I thought I was the only one that did that. Well i see my therapist once a week but make 3 months of appointments at a time. If i didnt i wouldnt get an appointment.

I dont get to email my therapist but thats awesome that he helped!

I am just tired, truthfully. So tired of fighting.

OMG do I know that feeling. You are doing great! :hug:
 
I thought I was the only one that did that. Well i see my therapist once a week but make 3 m...
I see my therapist weekly, too. If I don't go at least three months in advance, I don't get in to see him.
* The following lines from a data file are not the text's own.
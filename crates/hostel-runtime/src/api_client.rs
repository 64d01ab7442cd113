//! The resilient data fetcher.
//!
//! Every call carries the session's bearer token (refreshed first when it is
//! near expiry) and a fixed time budget. A 401 triggers exactly one reactive
//! refresh and one retry; nothing else is retried here. Whole-list reads are
//! paginated with `Prefer: count=exact` and may be wrapped in the fixed-delay
//! retry helper.
//!
//! Public operations come in two flavours: `request`/`paginated_fetch`
//! return the uniform [`ApiResponse`] shape and never fail, while the
//! `fetch*` variants return `Result` for composition.

use std::sync::Arc;
use std::time::Duration;

use hostel_core::error::{HostelError, Result};
use hostel_core::models::ApiResponse;
use hostel_data::pagination::{fetch_all_pages, PageRequest};
use hostel_data::postgrest::{
    parse_base, parse_content_range, Page, Query, API_KEY_HEADER, PREFER_COUNT_EXACT,
};
use hostel_data::retry::retry;
use hostel_data::transport::{send_within, HttpRequest, HttpResponse, Method, Transport};
use serde::de::DeserializeOwned;
use serde_json::Value;

use crate::policy::FetchPolicy;
use crate::session_manager::SessionManager;

// ── RequestOptions ────────────────────────────────────────────────────────────

/// Method, body and extra headers of one call.
#[derive(Debug, Clone)]
pub struct RequestOptions {
    pub method: Method,
    pub body: Option<Value>,
    pub headers: Vec<(String, String)>,
}

impl RequestOptions {
    pub fn new(method: Method) -> Self {
        Self {
            method,
            body: None,
            headers: Vec::new(),
        }
    }

    pub fn get() -> Self {
        Self::new(Method::Get)
    }

    pub fn post(body: Value) -> Self {
        Self::new(Method::Post).with_body(body)
    }

    pub fn patch(body: Value) -> Self {
        Self::new(Method::Patch).with_body(body)
    }

    pub fn delete() -> Self {
        Self::new(Method::Delete)
    }

    pub fn with_body(mut self, body: Value) -> Self {
        self.body = Some(body);
        self
    }

    pub fn with_header(mut self, name: impl Into<String>, value: impl Into<String>) -> Self {
        self.headers.push((name.into(), value.into()));
        self
    }
}

// ── ApiClient ─────────────────────────────────────────────────────────────────

pub struct ApiClient {
    transport: Arc<dyn Transport>,
    session: Arc<SessionManager>,
    base_url: String,
    anon_key: Option<String>,
    policy: FetchPolicy,
}

impl ApiClient {
    /// Client for the API rooted at `base_url`.
    ///
    /// Fails with a configuration error when `base_url` is not a URL.
    pub fn new(
        transport: Arc<dyn Transport>,
        session: Arc<SessionManager>,
        base_url: &str,
        anon_key: Option<String>,
    ) -> Result<Self> {
        parse_base(base_url)?;
        Ok(Self {
            transport,
            session,
            base_url: base_url.to_string(),
            anon_key,
            policy: FetchPolicy::default(),
        })
    }

    pub fn with_policy(mut self, policy: FetchPolicy) -> Self {
        self.policy = policy;
        self
    }

    pub fn policy(&self) -> &FetchPolicy {
        &self.policy
    }

    pub fn session(&self) -> &Arc<SessionManager> {
        &self.session
    }

    // ── Single calls ──────────────────────────────────────────────────────

    /// Perform one call and report the outcome as `{success, data?, error?}`.
    ///
    /// `endpoint` is either an absolute URL or a path under the base URL.
    pub async fn request<T: DeserializeOwned>(&self, endpoint: &str, options: RequestOptions) -> ApiResponse<T> {
        self.fetch(endpoint, options).await.into()
    }

    /// [`request`](Self::request) returning a `Result`.
    pub async fn fetch<T: DeserializeOwned>(&self, endpoint: &str, options: RequestOptions) -> Result<T> {
        let url = self.resolve(endpoint)?;
        let result = async {
            let response = self
                .send_authorized(&url, &options, self.policy.request_timeout)
                .await?;
            decode_response(response)
        }
        .await;
        if let Err(e) = &result {
            tracing::warn!(method = ?options.method, url = %url, error = %e, "request failed");
        }
        result
    }

    /// Run `query` against the data API.
    pub async fn fetch_query<T: DeserializeOwned>(&self, query: &Query, options: RequestOptions) -> Result<T> {
        self.fetch(&query.url(&self.base_url)?, options).await
    }

    // ── Pagination ────────────────────────────────────────────────────────

    /// Read every row matching `query`, `page_size` rows at a time, as
    /// `{success, data?, error?}`. No partial result is ever returned.
    pub async fn paginated_fetch<T: DeserializeOwned>(&self, query: &Query, page_size: u64) -> ApiResponse<Vec<T>> {
        self.fetch_all(query, page_size).await.into()
    }

    /// [`paginated_fetch`](Self::paginated_fetch) returning a `Result`.
    pub async fn fetch_all<T: DeserializeOwned>(&self, query: &Query, page_size: u64) -> Result<Vec<T>> {
        let rows = fetch_all_pages(page_size, self.policy.page_timeout, move |req| {
            self.fetch_page(query, req)
        }).await;
        match &rows {
            Ok(rows) => tracing::debug!(table = query.table_name(), rows = rows.len(), "paginated fetch complete"),
            Err(e) => tracing::warn!(table = query.table_name(), error = %e, "paginated fetch failed"),
        }
        rows
    }

    /// [`fetch_all`](Self::fetch_all) under the fixed-delay retry policy.
    pub async fn fetch_all_with_retry<T: DeserializeOwned>(&self, query: &Query) -> Result<Vec<T>> {
        let page_size = self.policy.page_size;
        retry(self.policy.retry_attempts, self.policy.retry_delay, move || {
            self.fetch_all(query, page_size)
        })
        .await
    }

    /// One page of `query` with the total the server reports.
    pub async fn fetch_page<T: DeserializeOwned>(&self, query: &Query, window: PageRequest) -> Result<Page<T>> {
        let url = query
            .clone()
            .offset(window.offset)
            .limit(window.limit)
            .url(&self.base_url)?;
        let options = RequestOptions::get().with_header(PREFER_COUNT_EXACT.0, PREFER_COUNT_EXACT.1);

        let response = self
            .send_authorized(&url, &options, self.policy.page_timeout)
            .await?;
        if !response.is_success() {
            return Err(response.into_error());
        }
        let total = response.header("content-range").and_then(parse_content_range);
        let items = decode_body(response.body)?;
        Ok(Page { items, total })
    }

    // ── Plumbing ──────────────────────────────────────────────────────────

    fn resolve(&self, endpoint: &str) -> Result<String> {
        if endpoint.starts_with("http://") || endpoint.starts_with("https://") {
            return Ok(endpoint.to_string());
        }
        parse_base(&self.base_url)?
            .join(endpoint.trim_start_matches('/'))
            .map(|u| u.to_string())
            .map_err(|e| HostelError::Config(format!("invalid endpoint {endpoint:?}: {e}")))
    }

    /// Send with the current token; on 401 refresh once and resend once.
    async fn send_authorized(&self, url: &str, options: &RequestOptions, budget: Duration) -> Result<HttpResponse> {
        let token = match self.session.access_token().await {
            Ok(token) => Some(token),
            Err(HostelError::NoSession) => None,
            Err(e) => return Err(e),
        };

        let response = self.send_once(url, options, token.as_deref(), budget).await?;
        let Some(rejected) = token.filter(|_| response.status == 401) else {
            return Ok(response);
        };

        tracing::info!(url, "request unauthorized; refreshing token and retrying once");
        let fresh = self.session.refresh_after_unauthorized(&rejected).await?;
        self.send_once(url, options, Some(&fresh), budget).await
    }

    async fn send_once(
        &self,
        url: &str,
        options: &RequestOptions,
        token: Option<&str>,
        budget: Duration,
    ) -> Result<HttpResponse> {
        let mut request = HttpRequest::new(options.method, url);
        if let Some(body) = &options.body {
            request = request.with_body(body.clone());
        }
        if let Some(key) = &self.anon_key {
            request = request.with_header(API_KEY_HEADER, key.as_str());
        }
        for (name, value) in &options.headers {
            request = request.with_header(name.as_str(), value.as_str());
        }
        if let Some(token) = token {
            request = request.with_bearer(token);
        }

        tracing::debug!(method = ?options.method, url, "sending request");
        send_within(self.transport.as_ref(), request, budget).await
    }
}

// ── Decoding ──────────────────────────────────────────────────────────────────

fn decode_response<T: DeserializeOwned>(response: HttpResponse) -> Result<T> {
    if !response.is_success() {
        return Err(response.into_error());
    }
    decode_body(response.body)
}

/// Decode a 2xx body that is either a bare document or a
/// `{success, data?, error?}` envelope.
fn decode_body<T: DeserializeOwned>(body: Value) -> Result<T> {
    let is_envelope = body
        .as_object()
        .is_some_and(|map| map.get("success").is_some_and(Value::is_boolean));
    if !is_envelope {
        return Ok(serde_json::from_value(body)?);
    }

    let envelope: ApiResponse<T> = serde_json::from_value(body)?;
    match envelope.into_result()? {
        Some(data) => Ok(data),
        None => serde_json::from_value(Value::Null)
            .map_err(|_| HostelError::InvalidResponse("response carried no data".to_string())),
    }
}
I rarely email my T, but it's so nice to have when I need it. We also have a shared folder on DropBox, where we keep my trauma narrative, some journal articles he's found for me, and a bunch of guided imagery/relaxation files. I have his cell number, but no way will I ever call or even text. That's too much familiarity for me.
 
Okay. This unsustainable state of being, sure is doing a good job of sustaining itself. I am out of ideas for how to calm things down. I'm resigned to feeling miserable and panicked and trapped and desperate. Some how, this will end. I don't know if therapy will fix it, or if it will just suddenly fade away on its own, or if I'll somehow come up with some other way to deal with it. All I know for sure is that if I were to give in to the urge, it would start me down a horrible, painful path. Hurting myself would indeed get rid of a lot of the negative feelings... for a little bit. Then they'd come back, and the urges would be back, and there'd be tons more shame piled on top, and it would be even harder to resist. It's a slippery slope, and I can't let myself start down this path.